DIRECTIONS: Whenever a line in the records below holds the string "first", copy it out.

(Saved data entries)
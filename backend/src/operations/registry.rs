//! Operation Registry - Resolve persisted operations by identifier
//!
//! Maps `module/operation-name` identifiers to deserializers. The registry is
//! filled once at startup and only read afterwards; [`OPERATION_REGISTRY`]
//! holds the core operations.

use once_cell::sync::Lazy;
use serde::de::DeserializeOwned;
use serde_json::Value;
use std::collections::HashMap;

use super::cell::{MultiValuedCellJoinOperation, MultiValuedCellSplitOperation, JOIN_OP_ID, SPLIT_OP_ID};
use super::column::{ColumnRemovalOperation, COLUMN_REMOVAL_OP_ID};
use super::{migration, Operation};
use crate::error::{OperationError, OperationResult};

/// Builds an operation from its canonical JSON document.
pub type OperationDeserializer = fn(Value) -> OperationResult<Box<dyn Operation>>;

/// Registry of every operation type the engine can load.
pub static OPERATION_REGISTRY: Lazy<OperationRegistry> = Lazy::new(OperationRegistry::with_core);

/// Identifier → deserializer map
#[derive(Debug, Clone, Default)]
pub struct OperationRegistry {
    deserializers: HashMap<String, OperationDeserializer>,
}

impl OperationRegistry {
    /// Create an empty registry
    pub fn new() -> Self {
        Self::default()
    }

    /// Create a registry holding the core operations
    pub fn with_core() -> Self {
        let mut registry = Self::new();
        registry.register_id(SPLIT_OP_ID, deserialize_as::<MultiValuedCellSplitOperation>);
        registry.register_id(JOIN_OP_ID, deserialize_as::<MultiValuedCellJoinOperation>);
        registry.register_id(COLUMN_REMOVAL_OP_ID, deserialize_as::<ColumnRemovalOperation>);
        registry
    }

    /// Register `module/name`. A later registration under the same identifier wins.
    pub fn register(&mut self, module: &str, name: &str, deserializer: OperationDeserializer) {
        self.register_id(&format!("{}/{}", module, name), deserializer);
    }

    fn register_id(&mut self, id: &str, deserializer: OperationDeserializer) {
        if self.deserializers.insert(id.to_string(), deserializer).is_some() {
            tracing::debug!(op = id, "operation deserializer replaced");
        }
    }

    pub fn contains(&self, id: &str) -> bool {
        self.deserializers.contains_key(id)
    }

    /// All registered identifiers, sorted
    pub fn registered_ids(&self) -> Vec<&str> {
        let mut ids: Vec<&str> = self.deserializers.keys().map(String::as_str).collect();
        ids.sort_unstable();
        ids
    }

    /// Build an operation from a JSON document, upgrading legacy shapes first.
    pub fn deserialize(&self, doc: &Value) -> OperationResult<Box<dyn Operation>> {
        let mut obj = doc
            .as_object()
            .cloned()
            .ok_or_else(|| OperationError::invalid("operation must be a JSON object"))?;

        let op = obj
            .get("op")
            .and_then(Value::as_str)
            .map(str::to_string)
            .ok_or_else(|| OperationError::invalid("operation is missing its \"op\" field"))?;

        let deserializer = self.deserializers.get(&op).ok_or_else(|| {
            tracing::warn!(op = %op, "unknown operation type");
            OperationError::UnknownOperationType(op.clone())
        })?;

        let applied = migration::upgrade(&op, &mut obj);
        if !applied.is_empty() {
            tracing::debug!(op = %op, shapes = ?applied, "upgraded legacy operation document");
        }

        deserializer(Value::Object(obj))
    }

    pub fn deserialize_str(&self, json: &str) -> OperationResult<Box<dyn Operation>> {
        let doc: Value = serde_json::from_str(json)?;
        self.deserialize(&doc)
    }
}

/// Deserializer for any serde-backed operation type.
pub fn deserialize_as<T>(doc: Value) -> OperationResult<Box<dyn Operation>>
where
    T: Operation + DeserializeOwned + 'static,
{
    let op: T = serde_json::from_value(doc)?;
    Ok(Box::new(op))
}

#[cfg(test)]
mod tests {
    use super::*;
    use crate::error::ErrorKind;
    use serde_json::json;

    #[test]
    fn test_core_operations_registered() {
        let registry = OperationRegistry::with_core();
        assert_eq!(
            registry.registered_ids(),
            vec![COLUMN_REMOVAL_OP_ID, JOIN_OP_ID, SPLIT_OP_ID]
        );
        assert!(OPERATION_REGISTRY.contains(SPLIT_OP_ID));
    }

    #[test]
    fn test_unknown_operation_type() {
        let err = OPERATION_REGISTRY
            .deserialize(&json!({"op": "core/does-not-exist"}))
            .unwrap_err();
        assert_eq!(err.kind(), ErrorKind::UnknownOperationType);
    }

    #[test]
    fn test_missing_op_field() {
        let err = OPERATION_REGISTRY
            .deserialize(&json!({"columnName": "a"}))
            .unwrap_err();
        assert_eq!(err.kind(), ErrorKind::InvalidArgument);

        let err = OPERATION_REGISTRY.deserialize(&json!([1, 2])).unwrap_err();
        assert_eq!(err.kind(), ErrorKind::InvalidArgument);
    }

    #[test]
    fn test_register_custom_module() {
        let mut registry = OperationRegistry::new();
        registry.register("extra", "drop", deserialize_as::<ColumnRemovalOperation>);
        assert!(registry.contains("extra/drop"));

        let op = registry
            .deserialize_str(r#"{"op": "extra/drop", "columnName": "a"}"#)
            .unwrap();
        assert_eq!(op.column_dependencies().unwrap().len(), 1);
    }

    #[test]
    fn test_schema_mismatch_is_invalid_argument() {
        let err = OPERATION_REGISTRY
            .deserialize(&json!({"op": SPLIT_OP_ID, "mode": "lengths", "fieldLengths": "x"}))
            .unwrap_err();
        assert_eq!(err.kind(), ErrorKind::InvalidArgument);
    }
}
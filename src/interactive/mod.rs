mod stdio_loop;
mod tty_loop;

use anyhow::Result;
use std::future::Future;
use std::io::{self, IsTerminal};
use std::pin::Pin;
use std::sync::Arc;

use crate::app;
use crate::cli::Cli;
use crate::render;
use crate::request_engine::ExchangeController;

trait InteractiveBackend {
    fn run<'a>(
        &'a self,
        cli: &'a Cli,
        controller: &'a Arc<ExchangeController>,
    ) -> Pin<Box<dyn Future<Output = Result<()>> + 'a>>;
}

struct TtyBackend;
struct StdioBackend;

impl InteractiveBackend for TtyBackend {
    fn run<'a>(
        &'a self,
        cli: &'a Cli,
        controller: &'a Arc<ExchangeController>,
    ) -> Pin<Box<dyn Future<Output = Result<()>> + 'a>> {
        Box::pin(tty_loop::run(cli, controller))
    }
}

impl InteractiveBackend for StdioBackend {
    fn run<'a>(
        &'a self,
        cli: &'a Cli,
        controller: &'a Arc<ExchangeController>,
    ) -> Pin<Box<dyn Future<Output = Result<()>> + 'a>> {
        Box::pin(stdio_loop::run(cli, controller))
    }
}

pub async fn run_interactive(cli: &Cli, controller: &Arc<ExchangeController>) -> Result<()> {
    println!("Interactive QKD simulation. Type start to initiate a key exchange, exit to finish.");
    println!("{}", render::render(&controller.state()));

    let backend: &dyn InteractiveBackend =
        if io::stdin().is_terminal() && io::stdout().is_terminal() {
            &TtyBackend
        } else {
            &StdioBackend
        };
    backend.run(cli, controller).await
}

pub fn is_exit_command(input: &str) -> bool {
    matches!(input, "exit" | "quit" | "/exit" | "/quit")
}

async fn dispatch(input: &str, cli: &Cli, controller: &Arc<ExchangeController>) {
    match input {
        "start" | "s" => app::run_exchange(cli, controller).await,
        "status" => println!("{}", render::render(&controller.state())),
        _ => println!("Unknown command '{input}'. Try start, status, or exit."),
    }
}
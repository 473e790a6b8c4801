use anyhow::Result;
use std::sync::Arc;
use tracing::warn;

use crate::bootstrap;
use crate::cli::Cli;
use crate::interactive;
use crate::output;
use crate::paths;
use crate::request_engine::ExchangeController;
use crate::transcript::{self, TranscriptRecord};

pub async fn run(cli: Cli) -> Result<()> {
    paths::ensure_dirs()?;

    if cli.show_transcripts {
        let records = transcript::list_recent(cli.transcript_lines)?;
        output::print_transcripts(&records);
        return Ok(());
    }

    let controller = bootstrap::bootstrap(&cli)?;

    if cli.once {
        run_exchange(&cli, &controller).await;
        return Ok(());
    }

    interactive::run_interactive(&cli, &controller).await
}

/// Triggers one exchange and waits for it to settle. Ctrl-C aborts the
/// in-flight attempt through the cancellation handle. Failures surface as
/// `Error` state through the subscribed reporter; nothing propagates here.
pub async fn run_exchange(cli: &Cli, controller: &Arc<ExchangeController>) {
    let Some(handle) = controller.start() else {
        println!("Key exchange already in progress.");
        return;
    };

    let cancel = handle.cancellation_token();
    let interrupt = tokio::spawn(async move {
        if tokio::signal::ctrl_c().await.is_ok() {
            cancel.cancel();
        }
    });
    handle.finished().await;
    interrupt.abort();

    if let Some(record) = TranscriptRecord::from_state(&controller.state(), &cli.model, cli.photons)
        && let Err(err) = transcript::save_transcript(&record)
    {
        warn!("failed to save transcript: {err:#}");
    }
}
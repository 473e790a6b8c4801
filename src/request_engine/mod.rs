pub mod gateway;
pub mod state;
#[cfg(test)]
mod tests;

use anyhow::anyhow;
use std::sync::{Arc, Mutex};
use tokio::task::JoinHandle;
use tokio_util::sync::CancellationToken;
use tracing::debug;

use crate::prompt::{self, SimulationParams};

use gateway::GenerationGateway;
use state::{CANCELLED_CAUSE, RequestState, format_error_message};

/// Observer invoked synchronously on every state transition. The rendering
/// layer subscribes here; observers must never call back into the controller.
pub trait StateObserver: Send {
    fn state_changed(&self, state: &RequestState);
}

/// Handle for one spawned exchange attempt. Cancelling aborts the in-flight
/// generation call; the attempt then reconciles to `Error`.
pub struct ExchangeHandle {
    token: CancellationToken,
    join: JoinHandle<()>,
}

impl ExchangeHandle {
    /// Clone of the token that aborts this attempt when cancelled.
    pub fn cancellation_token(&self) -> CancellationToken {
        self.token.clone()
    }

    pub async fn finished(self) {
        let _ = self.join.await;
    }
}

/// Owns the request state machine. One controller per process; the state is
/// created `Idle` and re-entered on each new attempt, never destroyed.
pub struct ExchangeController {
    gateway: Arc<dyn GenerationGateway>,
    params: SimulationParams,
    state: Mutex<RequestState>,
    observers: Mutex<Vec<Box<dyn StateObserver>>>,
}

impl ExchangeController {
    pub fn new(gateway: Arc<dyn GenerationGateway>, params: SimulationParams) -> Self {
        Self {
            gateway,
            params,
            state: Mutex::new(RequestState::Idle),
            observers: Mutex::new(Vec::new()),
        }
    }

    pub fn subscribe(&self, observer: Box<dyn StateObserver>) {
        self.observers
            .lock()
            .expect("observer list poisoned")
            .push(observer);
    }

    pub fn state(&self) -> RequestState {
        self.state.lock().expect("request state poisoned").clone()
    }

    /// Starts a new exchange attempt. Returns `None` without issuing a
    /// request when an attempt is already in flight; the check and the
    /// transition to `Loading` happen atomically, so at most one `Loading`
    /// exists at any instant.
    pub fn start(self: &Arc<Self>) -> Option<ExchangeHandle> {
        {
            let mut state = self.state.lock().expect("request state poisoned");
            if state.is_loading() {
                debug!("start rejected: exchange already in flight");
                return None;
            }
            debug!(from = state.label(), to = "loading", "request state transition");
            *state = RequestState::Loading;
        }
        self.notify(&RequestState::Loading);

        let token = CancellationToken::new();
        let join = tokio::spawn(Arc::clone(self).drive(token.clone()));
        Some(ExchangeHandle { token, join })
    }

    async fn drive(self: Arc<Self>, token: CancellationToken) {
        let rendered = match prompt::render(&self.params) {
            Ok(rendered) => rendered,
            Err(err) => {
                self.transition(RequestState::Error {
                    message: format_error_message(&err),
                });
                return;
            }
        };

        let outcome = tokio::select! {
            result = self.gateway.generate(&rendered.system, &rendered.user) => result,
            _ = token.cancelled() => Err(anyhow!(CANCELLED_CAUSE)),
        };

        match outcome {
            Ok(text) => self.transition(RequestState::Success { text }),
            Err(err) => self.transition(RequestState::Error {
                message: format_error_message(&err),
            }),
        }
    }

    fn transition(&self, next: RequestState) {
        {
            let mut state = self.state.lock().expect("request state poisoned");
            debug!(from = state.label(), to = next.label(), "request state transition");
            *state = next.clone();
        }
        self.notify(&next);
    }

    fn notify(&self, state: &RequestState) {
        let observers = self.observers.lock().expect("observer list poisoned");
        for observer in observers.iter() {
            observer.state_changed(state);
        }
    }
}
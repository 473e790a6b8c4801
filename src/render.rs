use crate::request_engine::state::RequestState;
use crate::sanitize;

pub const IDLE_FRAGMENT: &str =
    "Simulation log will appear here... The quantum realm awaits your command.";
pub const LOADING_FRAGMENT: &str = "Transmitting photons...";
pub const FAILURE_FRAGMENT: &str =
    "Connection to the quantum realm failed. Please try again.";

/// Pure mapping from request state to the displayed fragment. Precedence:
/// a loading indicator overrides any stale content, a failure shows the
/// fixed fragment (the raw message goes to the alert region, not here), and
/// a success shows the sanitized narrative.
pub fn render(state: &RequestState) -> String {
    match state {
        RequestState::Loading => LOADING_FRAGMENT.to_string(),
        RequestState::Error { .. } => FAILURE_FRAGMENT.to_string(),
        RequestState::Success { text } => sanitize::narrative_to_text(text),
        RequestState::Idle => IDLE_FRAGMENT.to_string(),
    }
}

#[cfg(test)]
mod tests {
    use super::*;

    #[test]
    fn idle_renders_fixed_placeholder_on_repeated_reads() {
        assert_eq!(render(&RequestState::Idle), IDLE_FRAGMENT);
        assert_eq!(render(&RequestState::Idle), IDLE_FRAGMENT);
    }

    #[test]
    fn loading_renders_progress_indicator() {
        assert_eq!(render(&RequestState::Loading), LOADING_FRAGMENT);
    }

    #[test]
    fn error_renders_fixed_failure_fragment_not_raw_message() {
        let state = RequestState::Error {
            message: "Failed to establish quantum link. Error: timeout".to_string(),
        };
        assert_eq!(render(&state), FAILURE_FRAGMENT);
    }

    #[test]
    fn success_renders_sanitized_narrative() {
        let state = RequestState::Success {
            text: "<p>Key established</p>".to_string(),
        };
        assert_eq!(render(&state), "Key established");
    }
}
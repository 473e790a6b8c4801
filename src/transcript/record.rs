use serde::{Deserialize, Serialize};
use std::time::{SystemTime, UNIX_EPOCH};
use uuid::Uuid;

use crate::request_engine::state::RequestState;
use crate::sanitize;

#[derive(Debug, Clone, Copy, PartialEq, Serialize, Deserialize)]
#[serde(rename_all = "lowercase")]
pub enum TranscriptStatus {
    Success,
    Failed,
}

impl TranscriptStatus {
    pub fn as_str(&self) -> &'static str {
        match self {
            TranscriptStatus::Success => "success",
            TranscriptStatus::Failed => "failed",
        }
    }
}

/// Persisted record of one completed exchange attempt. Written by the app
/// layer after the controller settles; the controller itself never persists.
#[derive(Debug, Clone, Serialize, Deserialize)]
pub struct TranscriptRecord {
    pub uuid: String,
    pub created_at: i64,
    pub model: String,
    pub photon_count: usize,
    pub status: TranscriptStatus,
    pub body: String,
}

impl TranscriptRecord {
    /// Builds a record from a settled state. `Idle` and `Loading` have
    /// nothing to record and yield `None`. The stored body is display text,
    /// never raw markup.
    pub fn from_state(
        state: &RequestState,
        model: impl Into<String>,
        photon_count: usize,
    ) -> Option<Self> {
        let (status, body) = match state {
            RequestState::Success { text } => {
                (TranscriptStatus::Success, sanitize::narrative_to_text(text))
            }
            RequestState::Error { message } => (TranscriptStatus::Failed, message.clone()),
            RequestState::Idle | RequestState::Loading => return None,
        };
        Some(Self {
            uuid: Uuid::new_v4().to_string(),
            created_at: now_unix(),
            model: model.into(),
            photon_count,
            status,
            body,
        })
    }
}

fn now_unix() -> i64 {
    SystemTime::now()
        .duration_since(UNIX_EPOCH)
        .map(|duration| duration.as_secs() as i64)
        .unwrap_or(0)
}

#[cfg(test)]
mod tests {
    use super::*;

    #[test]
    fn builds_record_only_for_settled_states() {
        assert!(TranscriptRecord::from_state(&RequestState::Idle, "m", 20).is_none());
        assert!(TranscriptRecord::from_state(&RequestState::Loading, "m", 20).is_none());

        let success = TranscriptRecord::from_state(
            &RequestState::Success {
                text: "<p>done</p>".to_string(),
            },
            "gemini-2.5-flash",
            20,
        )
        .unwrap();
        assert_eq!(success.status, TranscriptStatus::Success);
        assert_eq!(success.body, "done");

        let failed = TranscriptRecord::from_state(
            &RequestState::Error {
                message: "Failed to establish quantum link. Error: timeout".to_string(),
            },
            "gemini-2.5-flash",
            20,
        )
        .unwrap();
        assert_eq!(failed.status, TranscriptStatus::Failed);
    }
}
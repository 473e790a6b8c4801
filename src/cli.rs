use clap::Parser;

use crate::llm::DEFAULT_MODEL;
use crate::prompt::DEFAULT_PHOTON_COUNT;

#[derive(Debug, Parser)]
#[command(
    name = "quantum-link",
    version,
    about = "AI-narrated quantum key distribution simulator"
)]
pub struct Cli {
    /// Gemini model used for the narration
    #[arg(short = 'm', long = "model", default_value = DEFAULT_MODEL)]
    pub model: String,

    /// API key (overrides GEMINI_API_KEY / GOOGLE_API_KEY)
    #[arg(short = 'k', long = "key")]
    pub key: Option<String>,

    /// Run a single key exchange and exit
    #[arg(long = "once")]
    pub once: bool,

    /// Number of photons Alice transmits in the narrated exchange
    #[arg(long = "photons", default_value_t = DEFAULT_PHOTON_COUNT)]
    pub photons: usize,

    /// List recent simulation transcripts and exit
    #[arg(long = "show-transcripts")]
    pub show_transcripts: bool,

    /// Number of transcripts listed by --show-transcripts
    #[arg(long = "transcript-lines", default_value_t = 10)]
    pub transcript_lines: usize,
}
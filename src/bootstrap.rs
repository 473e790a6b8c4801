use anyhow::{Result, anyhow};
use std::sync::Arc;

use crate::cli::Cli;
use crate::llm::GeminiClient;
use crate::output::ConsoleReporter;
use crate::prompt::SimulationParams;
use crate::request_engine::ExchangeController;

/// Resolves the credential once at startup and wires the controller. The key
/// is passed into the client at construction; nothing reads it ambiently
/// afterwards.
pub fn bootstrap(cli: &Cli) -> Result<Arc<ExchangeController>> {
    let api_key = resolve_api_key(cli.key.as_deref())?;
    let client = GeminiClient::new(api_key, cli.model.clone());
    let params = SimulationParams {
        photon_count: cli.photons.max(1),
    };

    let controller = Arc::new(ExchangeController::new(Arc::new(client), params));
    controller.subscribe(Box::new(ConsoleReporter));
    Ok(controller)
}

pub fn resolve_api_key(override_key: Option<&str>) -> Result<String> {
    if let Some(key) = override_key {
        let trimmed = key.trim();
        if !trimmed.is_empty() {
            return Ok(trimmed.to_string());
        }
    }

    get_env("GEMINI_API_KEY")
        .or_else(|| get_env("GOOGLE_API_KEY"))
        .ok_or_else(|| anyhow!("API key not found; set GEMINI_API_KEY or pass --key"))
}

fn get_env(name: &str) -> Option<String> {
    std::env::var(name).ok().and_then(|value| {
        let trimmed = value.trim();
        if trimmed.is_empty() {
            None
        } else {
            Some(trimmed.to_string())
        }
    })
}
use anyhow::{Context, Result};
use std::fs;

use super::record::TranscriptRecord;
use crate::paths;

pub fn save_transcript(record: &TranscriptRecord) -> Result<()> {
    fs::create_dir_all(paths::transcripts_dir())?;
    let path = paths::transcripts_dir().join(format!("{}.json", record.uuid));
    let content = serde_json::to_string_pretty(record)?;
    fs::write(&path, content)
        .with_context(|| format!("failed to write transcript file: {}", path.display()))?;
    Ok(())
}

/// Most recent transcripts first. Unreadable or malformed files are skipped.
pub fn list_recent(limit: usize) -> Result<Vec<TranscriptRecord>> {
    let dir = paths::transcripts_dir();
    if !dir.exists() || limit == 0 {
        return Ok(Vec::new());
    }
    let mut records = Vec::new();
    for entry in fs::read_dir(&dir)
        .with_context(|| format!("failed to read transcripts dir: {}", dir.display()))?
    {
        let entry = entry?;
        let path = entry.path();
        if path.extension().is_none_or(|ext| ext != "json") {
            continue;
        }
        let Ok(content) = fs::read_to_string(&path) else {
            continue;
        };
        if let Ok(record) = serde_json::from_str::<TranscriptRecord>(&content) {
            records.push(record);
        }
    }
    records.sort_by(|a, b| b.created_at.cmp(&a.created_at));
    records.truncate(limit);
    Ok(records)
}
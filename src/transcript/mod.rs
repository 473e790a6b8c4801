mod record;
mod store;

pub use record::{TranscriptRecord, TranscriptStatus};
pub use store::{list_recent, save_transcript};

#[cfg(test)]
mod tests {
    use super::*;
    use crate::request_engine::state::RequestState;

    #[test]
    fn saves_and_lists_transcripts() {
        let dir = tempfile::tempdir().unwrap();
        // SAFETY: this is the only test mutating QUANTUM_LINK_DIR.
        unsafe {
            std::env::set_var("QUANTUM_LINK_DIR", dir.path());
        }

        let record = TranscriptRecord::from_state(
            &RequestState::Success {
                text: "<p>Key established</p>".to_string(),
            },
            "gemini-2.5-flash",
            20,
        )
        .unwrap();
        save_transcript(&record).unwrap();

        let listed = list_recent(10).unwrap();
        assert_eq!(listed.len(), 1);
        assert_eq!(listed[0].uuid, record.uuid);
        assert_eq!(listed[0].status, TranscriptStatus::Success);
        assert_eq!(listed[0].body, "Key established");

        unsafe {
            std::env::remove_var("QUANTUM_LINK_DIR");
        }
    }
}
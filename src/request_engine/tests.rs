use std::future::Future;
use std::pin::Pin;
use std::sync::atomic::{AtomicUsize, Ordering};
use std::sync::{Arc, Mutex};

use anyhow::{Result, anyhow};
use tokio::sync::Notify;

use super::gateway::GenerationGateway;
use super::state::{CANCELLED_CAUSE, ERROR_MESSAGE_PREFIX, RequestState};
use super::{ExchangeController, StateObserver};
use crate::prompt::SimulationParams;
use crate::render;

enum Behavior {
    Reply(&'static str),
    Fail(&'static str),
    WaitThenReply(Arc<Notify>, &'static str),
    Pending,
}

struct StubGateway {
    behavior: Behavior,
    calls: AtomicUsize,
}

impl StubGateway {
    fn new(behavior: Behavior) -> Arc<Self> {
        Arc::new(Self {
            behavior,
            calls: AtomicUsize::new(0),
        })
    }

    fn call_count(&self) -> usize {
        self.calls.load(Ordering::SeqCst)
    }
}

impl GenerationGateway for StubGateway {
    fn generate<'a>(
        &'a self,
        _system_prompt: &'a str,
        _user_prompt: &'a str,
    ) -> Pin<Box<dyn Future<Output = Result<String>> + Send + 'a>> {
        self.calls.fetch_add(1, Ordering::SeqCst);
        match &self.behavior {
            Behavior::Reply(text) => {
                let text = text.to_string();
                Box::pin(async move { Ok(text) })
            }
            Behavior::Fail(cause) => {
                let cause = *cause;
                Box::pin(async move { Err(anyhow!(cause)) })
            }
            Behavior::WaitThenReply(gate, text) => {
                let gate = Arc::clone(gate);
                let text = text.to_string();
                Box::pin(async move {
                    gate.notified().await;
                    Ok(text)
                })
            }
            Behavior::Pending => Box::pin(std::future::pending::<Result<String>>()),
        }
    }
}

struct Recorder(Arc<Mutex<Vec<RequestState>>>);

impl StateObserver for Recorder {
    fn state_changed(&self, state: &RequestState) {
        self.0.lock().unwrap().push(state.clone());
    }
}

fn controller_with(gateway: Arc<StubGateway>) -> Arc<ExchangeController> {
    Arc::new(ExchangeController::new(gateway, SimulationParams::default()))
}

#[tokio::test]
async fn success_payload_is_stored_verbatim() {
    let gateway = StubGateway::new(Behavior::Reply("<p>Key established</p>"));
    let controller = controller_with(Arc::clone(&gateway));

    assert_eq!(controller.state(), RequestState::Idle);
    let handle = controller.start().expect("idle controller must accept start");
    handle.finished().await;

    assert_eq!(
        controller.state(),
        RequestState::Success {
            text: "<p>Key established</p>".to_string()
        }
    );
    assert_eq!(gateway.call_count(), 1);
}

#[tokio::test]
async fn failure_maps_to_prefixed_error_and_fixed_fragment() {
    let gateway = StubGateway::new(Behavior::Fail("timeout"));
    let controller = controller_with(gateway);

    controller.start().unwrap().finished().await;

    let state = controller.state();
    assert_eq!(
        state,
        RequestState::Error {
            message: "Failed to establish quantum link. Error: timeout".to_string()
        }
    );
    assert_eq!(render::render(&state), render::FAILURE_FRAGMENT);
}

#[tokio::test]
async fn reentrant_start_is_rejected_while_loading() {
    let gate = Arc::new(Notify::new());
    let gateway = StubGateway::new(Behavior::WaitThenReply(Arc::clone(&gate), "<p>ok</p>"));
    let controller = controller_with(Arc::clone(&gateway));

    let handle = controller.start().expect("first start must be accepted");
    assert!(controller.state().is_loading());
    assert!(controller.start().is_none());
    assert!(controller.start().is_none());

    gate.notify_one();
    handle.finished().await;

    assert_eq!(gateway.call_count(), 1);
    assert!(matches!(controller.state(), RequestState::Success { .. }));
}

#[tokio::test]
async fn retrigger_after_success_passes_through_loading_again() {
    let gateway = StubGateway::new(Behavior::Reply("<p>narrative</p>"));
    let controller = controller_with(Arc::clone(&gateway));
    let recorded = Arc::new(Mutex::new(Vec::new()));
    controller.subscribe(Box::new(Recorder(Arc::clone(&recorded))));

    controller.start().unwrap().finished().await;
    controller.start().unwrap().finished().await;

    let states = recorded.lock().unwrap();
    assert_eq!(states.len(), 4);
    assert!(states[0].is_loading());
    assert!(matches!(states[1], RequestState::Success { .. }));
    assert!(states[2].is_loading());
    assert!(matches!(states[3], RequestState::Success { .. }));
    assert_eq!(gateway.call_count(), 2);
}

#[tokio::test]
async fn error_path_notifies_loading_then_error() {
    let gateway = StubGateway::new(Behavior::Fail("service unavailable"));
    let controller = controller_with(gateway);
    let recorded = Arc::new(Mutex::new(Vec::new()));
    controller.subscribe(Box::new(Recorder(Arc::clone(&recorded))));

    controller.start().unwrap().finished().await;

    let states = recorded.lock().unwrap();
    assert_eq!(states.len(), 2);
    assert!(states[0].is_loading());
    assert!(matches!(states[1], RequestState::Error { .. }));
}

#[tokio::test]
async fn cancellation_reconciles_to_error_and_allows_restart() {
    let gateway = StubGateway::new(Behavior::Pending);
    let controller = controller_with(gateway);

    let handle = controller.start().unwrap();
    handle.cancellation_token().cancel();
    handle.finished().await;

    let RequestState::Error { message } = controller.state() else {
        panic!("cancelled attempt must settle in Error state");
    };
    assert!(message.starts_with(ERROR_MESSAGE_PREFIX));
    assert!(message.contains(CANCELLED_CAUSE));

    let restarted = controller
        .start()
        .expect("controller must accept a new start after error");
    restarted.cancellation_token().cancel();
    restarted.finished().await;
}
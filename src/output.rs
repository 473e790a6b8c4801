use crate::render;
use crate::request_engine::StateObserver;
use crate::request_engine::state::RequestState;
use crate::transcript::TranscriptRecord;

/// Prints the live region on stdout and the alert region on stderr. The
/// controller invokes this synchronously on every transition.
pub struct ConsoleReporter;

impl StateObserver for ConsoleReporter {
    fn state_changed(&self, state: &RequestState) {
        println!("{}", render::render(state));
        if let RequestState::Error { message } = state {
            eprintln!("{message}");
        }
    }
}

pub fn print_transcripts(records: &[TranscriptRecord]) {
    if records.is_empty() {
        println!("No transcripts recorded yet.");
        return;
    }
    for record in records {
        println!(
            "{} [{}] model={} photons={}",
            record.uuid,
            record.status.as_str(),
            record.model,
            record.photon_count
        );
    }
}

ANSWER SECTION:
    /// Build an operation from a JSON document, upgrading legacy shapes first.
/// Most recent transcripts first. Unreadable or malformed files are skipped.
    let handle = controller.start().expect("first start must be accepted");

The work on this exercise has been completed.